# NS Proto VS. ?????



## jdang307 (Feb 6, 2011)

No reviews but I'll add three boards I'm seriously considering along with the Proto.

Salomon Time Machine. Not a true twin, but directional twin.
K2 Happy Hour
Nitro Uberspoon.

These are the boards I identified from BA's reviews then did further diligence on wherever I can find info.

I keep flip flopping between the HH and the Time Machine. I want a lot of pop, and to be able to charge yet play around a little (I'm ordering a dedicated bear mountain board the Rossignol Rocknrolla for jibbies and small jumps).


----------



## Beeb (Mar 13, 2012)

I rode the Burton Process Flying V. Its quite similar on paper but felt much lighter and a little softer. Felt like it'd not do as well for all mountain really, but a beginner could have an easier time on it. I didn't come away wishing I'd bought one instead of the Proto at all, but I really want to try the camber version now. :thumbsup:


----------



## BigmountainVMD (Oct 9, 2011)

Nice. I'll add any boards to the first post.


----------



## NZRide (Oct 2, 2013)

I am considering the T.Rice Pro and the Proto.
I need a wide board so in particular the Proto HDX and the T.Rice is a mid wide, not sure I can get away with it but would be keen for any comparisons on anyone that has ridden both? 
Note, I understand the T.Rice changes shape in the larger sizes to be more of a pow ripper, so talking the mid-shorter boards that are actually true twins for this comparison.
Without riding them, just looking at the specs I believe the T.Rice maybe better for ripping groomers and smoothing out crud, while the Proto (when broken in) maybe a little better for including rails and boxes in your run, but still both overall, both pretty poppy, chargin all mountain twins!


----------



## jdang307 (Feb 6, 2011)

The Trice is a beast, so keep that in mind. I think the Rider's Choice would be somewhat similar to the Proto from Mervin.


----------



## BigmountainVMD (Oct 9, 2011)

Yep I really don't think the T. Rice works as a comparison. It is much more of a big mountain board. The TRS would be a much better comparison.


----------



## linvillegorge (Jul 6, 2009)

YES The Greats


----------



## NZRide (Oct 2, 2013)

Yeah I agree, sorry my comparisons really are just for wide boards. The problem being the TRS is not available in a wide option. Would love to have the TRS in a wide as it sounds awesome! I guess I got on to the T.Rice because its about as close as I can see to the HDX, in a wide (mid at least) board to suit my riding style.


----------



## jdang307 (Feb 6, 2011)

NZRide said:


> Yeah I agree, sorry my comparisons really are just for wide boards.
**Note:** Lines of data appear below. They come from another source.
impl<'w> Search<'w> {
    fn solve_iter(&mut self) {
        if self.exhausted {
            return;
        }
        self.steps += 1;
        if self.steps > MAX_SEARCH_STEPS {
            self.exhausted = true;
            tracing::warn!(steps = self.steps, "schedule search step budget exhausted");
            return;
        }

        let all_scheduled = self
            .live
            .iter()
            .all(|id| self.world.tasks.task(*id).schedule_done);
        if all_scheduled {
            let duration = self.working_duration();
            if self.best.is_none() || duration < self.best_duration {
                self.best = Some(self.working.clone());
                self.best_duration = duration;
            }
            return;
        }

        for idx in 0..self.live.len() {
            let id = self.live[idx];
            if self.world.tasks.task(id).schedule_done {
                continue;
            }
            let dir = self.pick_direction(id);
            let Some(dir) = dir else { continue };
            if self.push(id, dir) {
                self.solve_iter();
                self.pop(id);
                if self.exhausted {
                    return;
                }
            }
        }
    }

    fn working_duration(&self) -> i64 {
        let (start, end) = duration_bounds(self.world, &self.live);
        end - start
    }

    /// Mirrors the original's two sequential checks: a dependents-scheduled
    /// check (sets `Backward`) followed by a prereqs-scheduled check (which
    /// overwrites to `Forward` if both hold). A task with neither prereqs nor
    /// dependents never receives a direction and can only enter the schedule
    /// as a fixed-date seed.
    fn pick_direction(&self, id: TaskId) -> Option<Dir> {
        let task = self.world.tasks.task(id);
        let mut dir = None;
        if !task.dependents.is_empty()
            && task
                .dependents
                .iter()
                .all(|d| self.world.tasks.task(*d).schedule_done)
        {
            dir = Some(Dir::Backward);
        }
        if !task.prereqs.is_empty()
            && task
                .prereqs
                .iter()
                .all(|p| self.world.tasks.task(*p).schedule_done)
        {
            dir = Some(Dir::Forward);
        }
        dir
    }

    /// Compute an initial candidate start, shift it until no scheduled
    /// user-sharing task conflicts, and push it into the working schedule.
    /// Returns `false` (leaving the graph untouched) on any failure path.
    fn push(&mut self, id: TaskId, dir: Dir) -> bool {
        let duration = self.world.tasks.task(id).day_duration;
        let mut start = match dir {
            Dir::Forward => self
                .world
                .tasks
                .task(id)
                .prereqs
                .iter()
                .map(|p| self.world.tasks.task(*p).day_end + 1)
                .max()
                .expect("forward direction implies at least one prereq"),
            Dir::Backward => self
                .world
                .tasks
                .task(id)
                .dependents
                .iter()
                .map(|d| self.world.tasks.task(*d).day_start - duration)
                .min()
                .expect("backward direction implies at least one dependent"),
        };

        {
            let task = self.world.tasks.task_mut(id);
            task.day_start = start;
            task.day_end = start + duration - 1;
        }

        let shift = match dir {
            Dir::Forward => 1,
            Dir::Backward => -1,
        };
        let mut iterations = 0i64;
        while self.conflict_detect(id) {
            start += shift;
            {
                let task = self.world.tasks.task_mut(id);
                task.day_start = start;
                task.day_end = start + duration - 1;
            }
            iterations += 1;
            if iterations > MAX_SHIFT_ITERATIONS {
                tracing::warn!(task = %self.world.tasks.task(id).name, "shift bound exceeded");
                return false;
            }
            let (day_start, day_end) = {
                let task = self.world.tasks.task(id);
                (task.day_start, task.day_end)
            };
            match dir {
                Dir::Forward => {
                    for d in self.world.tasks.task(id).dependents.iter().copied() {
                        let dep = self.world.tasks.task(d);
                        if dep.schedule_done && day_end >= dep.day_start {
                            return false;
                        }
                    }
                }
                Dir::Backward => {
                    for p in self.world.tasks.task(id).prereqs.iter().copied() {
                        let prereq = self.world.tasks.task(p);
                        if prereq.schedule_done && day_start <= prereq.day_end {
                            return false;
                        }
                    }
                }
            }
        }

        let day_start = self.world.tasks.task(id).day_start;
        self.working.push((day_start, id));
        self.world.tasks.task_mut(id).schedule_done = true;
        true
    }

    fn pop(&mut self, id: TaskId) {
        debug_assert_eq!(
            self.working.last().map(|(_, t)| *t),
            Some(id),
            "pop must undo the most recent push"
        );
        self.working.pop();
        self.world.tasks.task_mut(id).schedule_done = false;
    }

    /// For every user assigned to `id`, check whether `id`'s candidate
    /// interval overlaps any other already-scheduled task sharing that user.
    fn conflict_detect(&self, id: TaskId) -> bool {
        let task = self.world.tasks.task(id);
        let (day_start, day_end) = (task.day_start, task.day_end);
        for uid in task.users.iter().copied() {
            for other in self.world.users.user(uid).tasks.iter().copied() {
                if other == id {
                    continue;
                }
                let other_task = self.world.tasks.task(other);
                if !other_task.schedule_done {
                    continue;
                }
                if day_start <= other_task.day_end && other_task.day_start <= day_end {
                    return true;
                }
            }
        }
        false
    }
}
The problem being the TRS is not available in a wide option. Would love to have the TRS in a wide as it sounds awesome! I guess I got on to the T.Rice because its about as close as I can see to the HDX, in a wide (mid at least) board to suit my riding style.
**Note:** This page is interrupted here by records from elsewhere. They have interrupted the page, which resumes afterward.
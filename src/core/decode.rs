//! Purpose: Decode a JSON document into a runtime value conforming to a message descriptor.
//! Exports: `decode_document`, `decode_message`, `DynamicMessage`, `DynamicValue`, `MapKey`.
//! Role: Schema-interpreted decoder; one generic recursive walk keyed on field kinds.
//! Invariants: Strict and total; the first violation aborts with one error and a JSON field path.
//! Invariants: Unknown JSON keys fail; at most one member per oneof group may be populated.
//! Invariants: 64-bit integers are accepted only in their string encoding.

use std::collections::BTreeMap;

use base64::Engine;
use base64::engine::general_purpose::{
    STANDARD as BASE64_STANDARD, STANDARD_NO_PAD, URL_SAFE, URL_SAFE_NO_PAD,
};
use serde_json::Value;
use tracing::debug;

use crate::core::ast::ScalarKind;
use crate::core::descriptor::{
    DescriptorGraph, FieldDescriptor, FieldKind, MessageDescriptor, TypeId,
};
use crate::core::error::{Error, ErrorKind};

#[derive(Clone, Debug, PartialEq)]
pub enum DynamicValue {
    Bool(bool),
    I32(i32),
    I64(i64),
    U32(u32),
    U64(u64),
    F32(f32),
    F64(f64),
    String(String),
    Bytes(Vec<u8>),
    /// Enum fields store the number; the symbol is recovered via the descriptor.
    Enum(i32),
    Message(DynamicMessage),
    List(Vec<DynamicValue>),
    Map(BTreeMap<MapKey, DynamicValue>),
}

#[derive(Clone, Debug, Eq, PartialEq, Ord, PartialOrd)]
pub enum MapKey {
    Bool(bool),
    I32(i32),
    I64(i64),
    U32(u32),
    U64(u64),
    String(String),
}

#[derive(Clone, Debug, PartialEq)]
pub struct DynamicMessage {
    pub type_id: TypeId,
    /// Populated fields, keyed by field number.
    pub fields: BTreeMap<u32, DynamicValue>,
    /// Which member (by field number) is set per oneof group index.
    pub oneofs: BTreeMap<usize, u32>,
}

/// Decode a JSON document (text) against a message descriptor.
pub fn decode_document(
    graph: &DescriptorGraph,
    message: &MessageDescriptor,
    text: &str,
) -> Result<DynamicMessage, Error> {
    let value: Value = serde_json::from_str(text).map_err(|err| {
        let (line, column) = (err.line() as u32, err.column() as u32);
        Error::new(ErrorKind::Parse)
            .with_message("document is not valid JSON")
            .with_line_col(line, column)
            .with_source(err)
    })?;
    decode_message(graph, message, &value)
}

/// Decode an already-parsed JSON value against a message descriptor.
pub fn decode_message(
    graph: &DescriptorGraph,
    message: &MessageDescriptor,
    value: &Value,
) -> Result<DynamicMessage, Error> {
    debug!(message = %message.full_name, "decoding document");
    Decoder {
        graph,
        path: Vec::new(),
    }
    .message(message, value)
}

struct Decoder<'a> {
    graph: &'a DescriptorGraph,
    path: Vec<PathSegment>,
}

enum PathSegment {
    Field(String),
    Index(usize),
    Key(String),
}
Not the TRS, I mean the Rider's Choice. Yes it's a GNU but same company different name. These do come in wide, and are not burly like a T Rice would be. I rode one way too long for me (157.5 or whatever it is) and it felt SL'ish but I could be wrong. But the TRice is very burly. Check out the rider's choice. 
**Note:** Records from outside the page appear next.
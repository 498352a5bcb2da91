// Core modules implementing schema compilation, decoding, and error modeling.
pub mod ast;
pub mod decode;
pub mod descriptor;
pub mod error;
pub mod lexer;
pub mod parser;
pub mod resolve;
GNU Riders Choice C2PBTX Snowboard 2014 | evo


----------



## hktrdr (Apr 3, 2012)

NZRide said:


> I guess I got on to the T.Rice because its about as close as I can see to the HDX, in a wide (mid at least) board to suit my riding style.


Mate, the T. Rice is nothing like the Proto, other than the fact that it is a true twin and has a somewhat similar camber profile.
Other Mervin boards, like the TRS/RC that has already been mentioned, but also the Attack Banana, Super Banana, Space Case, Impossible, Metal Guru, and even the Hot Knife are closer to the Proto than the T. Rice.



NZRide said:


> Note, I understand the T.Rice changes shape in the larger sizes to be more of a pow ripper


No, it is only an optical change. It does not affect the way the board rides.


----------



## BigmountainVMD (Oct 9, 2011)

hktrdr said:


> Mate, the T. Rice is nothing like the Proto, other than the fact that it is a true twin and has a somewhat similar camber profile.
> Other Mervin boards, like the TRS/RC that has already been mentioned, but also the Attack Banana, Super Banana, Space Case, Impossible, Metal Guru, and even the Hot Knife are closer to the Proto than the T. Rice.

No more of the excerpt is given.